We retrospectively evaluated 20,385 patients from the national Veterans Health Administration (VHA) with newly diagnosed MM between 2000 and 2024. The single-payer structure of the VHA eliminates cost-related barriers to healthcare, allowing us to assess trends in treatment decisions and outcomes across diverse socioeconomic strata. Baseline data at time of MM diagnosis was collected and included demographics, smoking status, weighted Charlson co-morbidity index (CCI), distance from VA hospital, geographic region, serum lactate dehydrogenase (LDH), serum β2-microglobulin (β2m), serum creatinine (sCr), serum albumin, MM diagnosis date by era, MM treatment regimen, staging system (international staging system, ISS) and area deprivation index (ADI) as a measure of socioeconomic status that incorporates income, education, employment, and housing quality. Survival analysis was performed using a cox proportional hazards model. Overall survival was the primary outcome. We analyzed overall survival (OS) by treatment regimen, diagnosis era, and sociodemographic features.
The median age at diagnosis was 71.2 [interquartile range (IQR), 64.2 – 77.5]. Patients with newly diagnosed MM over the age of 65 had a 69% higher risk of death compared to patients with newly diagnosed MM under the age of 65 (HR 1.69, C.I. 1.59 – 1.80, p < 0.01). Female patients had a 18% lower risk of death compared to male patients (HR 0.82, C.I. 0.68 – 0.98, p = 0.03). Patients in the Midwest geographic region had a 7% lower risk of death compared to patients in the Continental geographic region (HR 0.31, C.I. 0.86 – 1.00, p = 0.04).

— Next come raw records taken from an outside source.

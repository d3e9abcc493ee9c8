use foundation::math::{Vec2, uv_to_texel};

#[derive(Debug, thiserror::Error)]
pub enum RasterError {
    #[error("raster fetch failed: {0}")]
    Fetch(String),
    #[error("raster fetch timed out after {0} ms")]
    Timeout(u32),
    #[error("raster decode failed: {0}")]
    Decode(#[from] image::ImageError),
    #[error("raster has zero width or height")]
    InvalidDimensions,
    #[error("raster buffer holds {actual} bytes, expected {expected}")]
    BufferSize { expected: usize, actual: usize },
}

/// Decoded equirectangular image, sampled by brightness.
///
/// Pixels are row-major with `channels` interleaved bytes per pixel; only the
/// first channel (luma, or red for RGBA input) is ever sampled.
#[derive(Debug, Clone, PartialEq, Eq)]
pub struct RasterImage {
    width: u32,
    height: u32,
    channels: u8,
    pixels: Vec<u8>,
}

impl RasterImage {
    pub fn new(width: u32, height: u32, channels: u8, pixels: Vec<u8>) -> Result<Self, RasterError> {
        if width == 0 || height == 0 || channels == 0 {
            return Err(RasterError::InvalidDimensions);
        }
        let expected = width as usize * height as usize * channels as usize;
        if pixels.len() != expected {
            return Err(RasterError::BufferSize {
                expected,
                actual: pixels.len(),
            });
        }
        Ok(Self {
            width,
            height,
            channels,
            pixels,
        })
    }

    pub fn from_luma(width: u32, height: u32, pixels: Vec<u8>) -> Result<Self, RasterError> {
        Self::new(width, height, 1, pixels)
    }

    /// RGBA buffer as handed over by a canvas `ImageData`.
    pub fn from_rgba(width: u32, height: u32, pixels: Vec<u8>) -> Result<Self, RasterError> {
        Self::new(width, height, 4, pixels)
    }

    /// Decodes an encoded image (PNG or JPEG) into a single brightness channel.
    pub fn decode(bytes: &[u8]) -> Result<Self, RasterError> {
        let luma = image::load_from_memory(bytes)?.to_luma8();
        let (width, height) = luma.dimensions();
        Self::from_luma(width, height, luma.into_raw())
    }

    pub fn width(&self) -> u32 {
        self.width
    }

    pub fn height(&self) -> u32 {
        self.height
    }

    pub fn sample(&self, col: u32, row: u32) -> u8 {
        let col = col.min(self.width - 1) as usize;
        let row = row.min(self.height - 1) as usize;
        let offset = (row * self.width as usize + col) * self.channels as usize;
        self.pixels[offset]
    }

    /// Nearest-texel sample at equirectangular `uv`.
    pub fn sample_uv(&self, uv: Vec2) -> u8 {
        let (col, row) = uv_to_texel(uv, self.width, self.height);
        self.sample(col, row)
    }
}
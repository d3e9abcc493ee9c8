pub mod route_changes;
pub mod visualization;

#[cfg(target_arch = "wasm32")]
mod bindings;

pub use route_changes::RouteChanges;
pub use visualization::*;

There was a notable shift in treatment regimens over time, with the use of proteasome inhibitor (PI) or immunomodulatory drug (IMiD) monotherapy declining and triplet/quadruplet therapy increasing after 2017. Patients treated with PI monotherapy had an 82% higher risk of death (HR 1.82, C.I. 1.63 – 2.02, p < 0.01), while patients on IMiD monotherapy had a 27% higher risk of death (HR 1.27, C.I. 1.16 – 1.38, p < 0.01) compared to those receiving triplet therapy. Median OS improved across treatment eras. Higher ADI was independently associated with increased mortality despite equal healthcare access as patients in the highest quintile experienced a 21% greater risk of death than those in the lowest quintile (HR 1.21, C.I. 1.11 – 1.31, p < 0.01).
Novel therapies have been adopted for frontline treatment of MM and have led to improved overall survival. However, socioeconomic barriers to care persistently lead to poorer clinical outcomes despite equal access to care within the VHA system. These findings underscore the need for targeted interventions beyond healthcare access alone.